Conclusion: Among patients admitted to inpatient rehabilitation after severe stroke, women and men had comparable crude mortality rates at 3 years. After multivariable adjustment, however, women had lower mortality risk. No sex-differences in the risk of being transferred to acute care or dying within 90 days from admission to rehabilitation or in responsiveness to rehabilitation were observed.
Stroke is a leading cause of death and disability worldwide (1). According to the most recent report from the Global Burden of Disease Stroke Collaboration, there were 1·03 million incident strokes in Western Europe and 0·81 in North America in 2016 (1). Despite a substantial decline in stroke mortality in recent decades, stroke is the second leading cause of cardiovascular death worldwide (2). Approximately 20–25% of stroke survivors present severe disability (3). Comorbidity is prevalent in stroke patients and affects both life expectancy and disability (4).

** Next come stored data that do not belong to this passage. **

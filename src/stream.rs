//! Line-oriented driver: one journal entry in, one mutated record out.

use std::io::{self, BufRead, Write};

use jmut_host::{EntryFilter, JournalEntry};

/// Counters for one pass over an input stream.
#[derive(Debug, Clone, Copy, Default, PartialEq, Eq)]
pub struct StreamStats {
    /// Non-blank lines seen.
    pub read: usize,
    pub written: usize,
    /// Lines that were not a JSON object.
    pub skipped: usize,
}

/// Mutate every entry of `input` and write the results to `output`.
///
/// Blank lines are ignored. Malformed lines are logged and skipped; only I/O
/// failures abort the stream.
pub fn run<R: BufRead, W: Write>(
    filter: &EntryFilter,
    input: R,
    mut output: W,
) -> io::Result<StreamStats> {
    let mut stats = StreamStats::default();

    for (idx, line) in input.lines().enumerate() {
        let line = line?;
        if line.trim().is_empty() {
            continue;
        }
        stats.read += 1;

        let entry = match JournalEntry::from_json(&line) {
            Ok(entry) => entry,
            Err(e) => {
                tracing::warn!(line = idx + 1, error = %e, "skipping malformed entry");
                stats.skipped += 1;
                continue;
            }
        };

        let record = filter.mutate_entry(&entry);
        serde_json::to_writer(&mut output, &record)?;
        output.write_all(b"\n")?;
        stats.written += 1;
    }

    output.flush()?;
    tracing::info!(
        read = stats.read,
        written = stats.written,
        skipped = stats.skipped,
        "stream finished"
    );
    Ok(stats)
}
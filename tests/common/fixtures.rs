//! Static journal fixtures used across harnesses.
//!
//! `JOURNAL_ENTRY_JSON` is a root console login as exported by
//! `journalctl -o json`; the `expected_*` functions give the record each
//! option set must turn it into.

use jmut_core::Record;

/// Field map routing `_PID` to two targets and merging three sources.
pub const FIELD_MAP_JSON: &str =
    r#"{"_PID":["msg","_PID"],"MESSAGE":"msg","_COMM":"_EXE","_CMDLINE":"command"}"#;

pub fn field_map() -> serde_json::Value {
    serde_json::from_str(FIELD_MAP_JSON).expect("fixture field map is valid JSON")
}

pub const JOURNAL_ENTRY_JSON: &str = concat!(
    r#"{"__CURSOR":"s=a1b2c3;i=2a;b=4737ffc504774b3ba67020bc947f1bc0;m=1f2e3d;t=4d8f2a0c1b7a2;x=9f8e7d","#,
    r#""__REALTIME_TIMESTAMP":"1364519243563178","__MONOTONIC_TIMESTAMP":"2043453","#,
    r#""_UID":"0","_GID":"0","_BOOT_ID":"4737ffc504774b3ba67020bc947f1bc0","#,
    r#""_MACHINE_ID":"bb9d0a52a41243829ecd729b40ac0bce","_HOSTNAME":"arch","PRIORITY":"5","#,
    r#""_TRANSPORT":"syslog","SYSLOG_FACILITY":"10","SYSLOG_IDENTIFIER":"login","_PID":"141","#,
    r#""_COMM":"login","_EXE":"/bin/login","_AUDIT_SESSION":"1","_AUDIT_LOGINUID":"0","#,
    r#""MESSAGE":"ROOT LOGIN ON tty1","_CMDLINE":"login -- root      ","#,
    r#""_SYSTEMD_CGROUP":"/user/root/1","_SYSTEMD_SESSION":"1","_SYSTEMD_OWNER_UID":"0","#,
    r#""_SOURCE_REALTIME_TIMESTAMP":"1364519243563178"}"#,
);

fn record(pairs: &[(&str, &str)]) -> Record {
    pairs
        .iter()
        .map(|(k, v)| (k.to_string(), v.to_string()))
        .collect()
}

pub fn expected_no_transform() -> Record {
    record(&[
        ("_UID", "0"),
        ("_GID", "0"),
        ("_BOOT_ID", "4737ffc504774b3ba67020bc947f1bc0"),
        ("_MACHINE_ID", "bb9d0a52a41243829ecd729b40ac0bce"),
        ("_HOSTNAME", "arch"),
        ("PRIORITY", "5"),
        ("_TRANSPORT", "syslog"),
        ("SYSLOG_FACILITY", "10"),
        ("SYSLOG_IDENTIFIER", "login"),
        ("_PID", "141"),
        ("_COMM", "login"),
        ("_EXE", "/bin/login"),
        ("_AUDIT_SESSION", "1"),
        ("_AUDIT_LOGINUID", "0"),
        ("MESSAGE", "ROOT LOGIN ON tty1"),
        ("_CMDLINE", "login -- root      "),
        ("_SYSTEMD_CGROUP", "/user/root/1"),
        ("_SYSTEMD_SESSION", "1"),
        ("_SYSTEMD_OWNER_UID", "0"),
        ("_SOURCE_REALTIME_TIMESTAMP", "1364519243563178"),
    ])
}

pub fn expected_strip_underscores() -> Record {
    record(&[
        ("UID", "0"),
        ("GID", "0"),
        ("BOOT_ID", "4737ffc504774b3ba67020bc947f1bc0"),
        ("MACHINE_ID", "bb9d0a52a41243829ecd729b40ac0bce"),
        ("HOSTNAME", "arch"),
        ("PRIORITY", "5"),
        ("TRANSPORT", "syslog"),
        ("SYSLOG_FACILITY", "10"),
        ("SYSLOG_IDENTIFIER", "login"),
        ("PID", "141"),
        ("COMM", "login"),
        ("EXE", "/bin/login"),
        ("AUDIT_SESSION", "1"),
        ("AUDIT_LOGINUID", "0"),
        ("MESSAGE", "ROOT LOGIN ON tty1"),
        ("CMDLINE", "login -- root      "),
        ("SYSTEMD_CGROUP", "/user/root/1"),
        ("SYSTEMD_SESSION", "1"),
        ("SYSTEMD_OWNER_UID", "0"),
        ("SOURCE_REALTIME_TIMESTAMP", "1364519243563178"),
    ])
}

pub fn expected_lowercase() -> Record {
    record(&[
        ("_uid", "0"),
        ("_gid", "0"),
        ("_boot_id", "4737ffc504774b3ba67020bc947f1bc0"),
        ("_machine_id", "bb9d0a52a41243829ecd729b40ac0bce"),
        ("_hostname", "arch"),
        ("priority", "5"),
        ("_transport", "syslog"),
        ("syslog_facility", "10"),
        ("syslog_identifier", "login"),
        ("_pid", "141"),
        ("_comm", "login"),
        ("_exe", "/bin/login"),
        ("_audit_session", "1"),
        ("_audit_loginuid", "0"),
        ("message", "ROOT LOGIN ON tty1"),
        ("_cmdline", "login -- root      "),
        ("_systemd_cgroup", "/user/root/1"),
        ("_systemd_session", "1"),
        ("_systemd_owner_uid", "0"),
        ("_source_realtime_timestamp", "1364519243563178"),
    ])
}

pub fn expected_field_map() -> Record {
    record(&[
        ("_UID", "0"),
        ("_GID", "0"),
        ("_BOOT_ID", "4737ffc504774b3ba67020bc947f1bc0"),
        ("_MACHINE_ID", "bb9d0a52a41243829ecd729b40ac0bce"),
        ("_HOSTNAME", "arch"),
        ("PRIORITY", "5"),
        ("_TRANSPORT", "syslog"),
        ("SYSLOG_FACILITY", "10"),
        ("SYSLOG_IDENTIFIER", "login"),
        ("_PID", "141"),
        ("_EXE", "/bin/login login"),
        ("_AUDIT_SESSION", "1"),
        ("_AUDIT_LOGINUID", "0"),
        ("msg", "141 ROOT LOGIN ON tty1"),
        ("command", "login -- root      "),
        ("_SYSTEMD_CGROUP", "/user/root/1"),
        ("_SYSTEMD_SESSION", "1"),
        ("_SYSTEMD_OWNER_UID", "0"),
        ("_SOURCE_REALTIME_TIMESTAMP", "1364519243563178"),
    ])
}

pub fn expected_field_map_strict() -> Record {
    record(&[
        ("_PID", "141"),
        ("_EXE", "login"),
        ("msg", "141 ROOT LOGIN ON tty1"),
        ("command", "login -- root      "),
    ])
}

Understanding sex differences in epidemiology, pathophysiology, outcomes, and treatment effectiveness is important since could provide evidence for reducing potential sex disparities. Previous studies of sex differences in post-stroke outcomes provided conflicting findings (5). Two recently published systematic reviews from the International Stroke Outcomes Study (INSTRUCT) research group suggest that sex differences in mortality and functional outcomes are eliminated after adjustment for age, pre-stroke functional limitation, and stroke severity (6, 7). The higher mortality risk for women was even reversed after adjustment (6). However, as noted by the Authors, the variability in measures of stroke severity used in individual studies may have introduced some bias in adjusted estimates (6). Furthermore, Gall et al., considering patient-reported outcomes, showed that women had worse functional outcomes than men, which persisted after accounting for a range of covariates (8). However, the role of rehabilitation was yet not addressed in any of the above-mentioned studies. Despite the large number of studies on sex differences in stroke, only few data are available on the relative responsiveness of women and men to rehabilitation (6). Early rehabilitation is effective in fostering functional recovery and may positively affect mortality (9, 10). An association between functional gain achieved with rehabilitation and mortality risk also has been demonstrated (11, 12). Another aspect to consider is that most individual studies have been based on patient populations with prevalent mild or moderate stroke and the relevance of research findings to the critical population with severe stroke remains elusive. Severe stroke is associated with increased burden of mortality and disability, wider interindividual variation in responsiveness to rehabilitation, and higher healthcare and social costs compared with less severe strokes (12, 13). Better understanding of sex differences in this challenging patient population could provide new insightful information and opportunities to reduce potential sex disparities. To address this issue, we studied 1,316 patients classified as case-mix groups (CMGs) 0108, 0109, and 0110 of the Medicare case-mix classification system (14), which was specifically developed to account for “the level of severity of a given case” (15). Case-mix groups 0108, 0109, and 0110 encompass the most severe strokes.
Materials and Methods
Patients were recruited from the specialized stroke rehabilitation units of the Maugeri inpatient rehabilitation facilities (IRFs) of Cassano Murge (Bari), Telese Terme (Benevento), and Montescano (Pavia) in Italy. Enrolment periods varied among the participating centers but ran from February 2002 to September 2016 overall. A total of 3,646 patients admitted for stroke rehabilitation were identified using a computer-generated list obtained from our administrative database and by reviewing electronic medical records. We included patients admitted to stroke rehabilitation units ≤90 days from stroke occurrence and classified as CMG 0108 (weighted Functional Independence Measure [wFIM] motor score <26.15 and age >84.5), 0109 (wFIM motor score >22.35 and <26.15, and age <84.5), or 0110 (wFIM motor score <22.35 and age <84.5) of the Medicare case-mix classification system (14). Patients classified as CMGs 0101 to 0107, admitted to rehabilitation >90 days from stroke occurrence, or discharged against medical advice were excluded. Of the 3,646 patients, 1,316 fulfilling the selection criteria were included in the study. Figure 1 shows the flowchart of patient selection. The Medicare classification system distinguishes 10 CMGs for stroke rehabilitation. Patients are assigned into one of the 10 distinct CMGs, based on age, the sum of weighted ratings for 12 FIM-motor items (transfer to tub or shower item is excluded), and the sum of FIM cognitive ratings (14). The FIM is currently the most widely used measure to describe the degree of impairment in activities of daily living in clinical practice. The motor-FIM score consists of 13 items assessing four domains of function (self-care, sphincter control, transfers, and locomotion). The cognitive-FIM score consists of five items assessing two domains (communication and social cognition). Each item is scored on a 7-point Likert scale, from 1 (total dependence) to 7 (total independence).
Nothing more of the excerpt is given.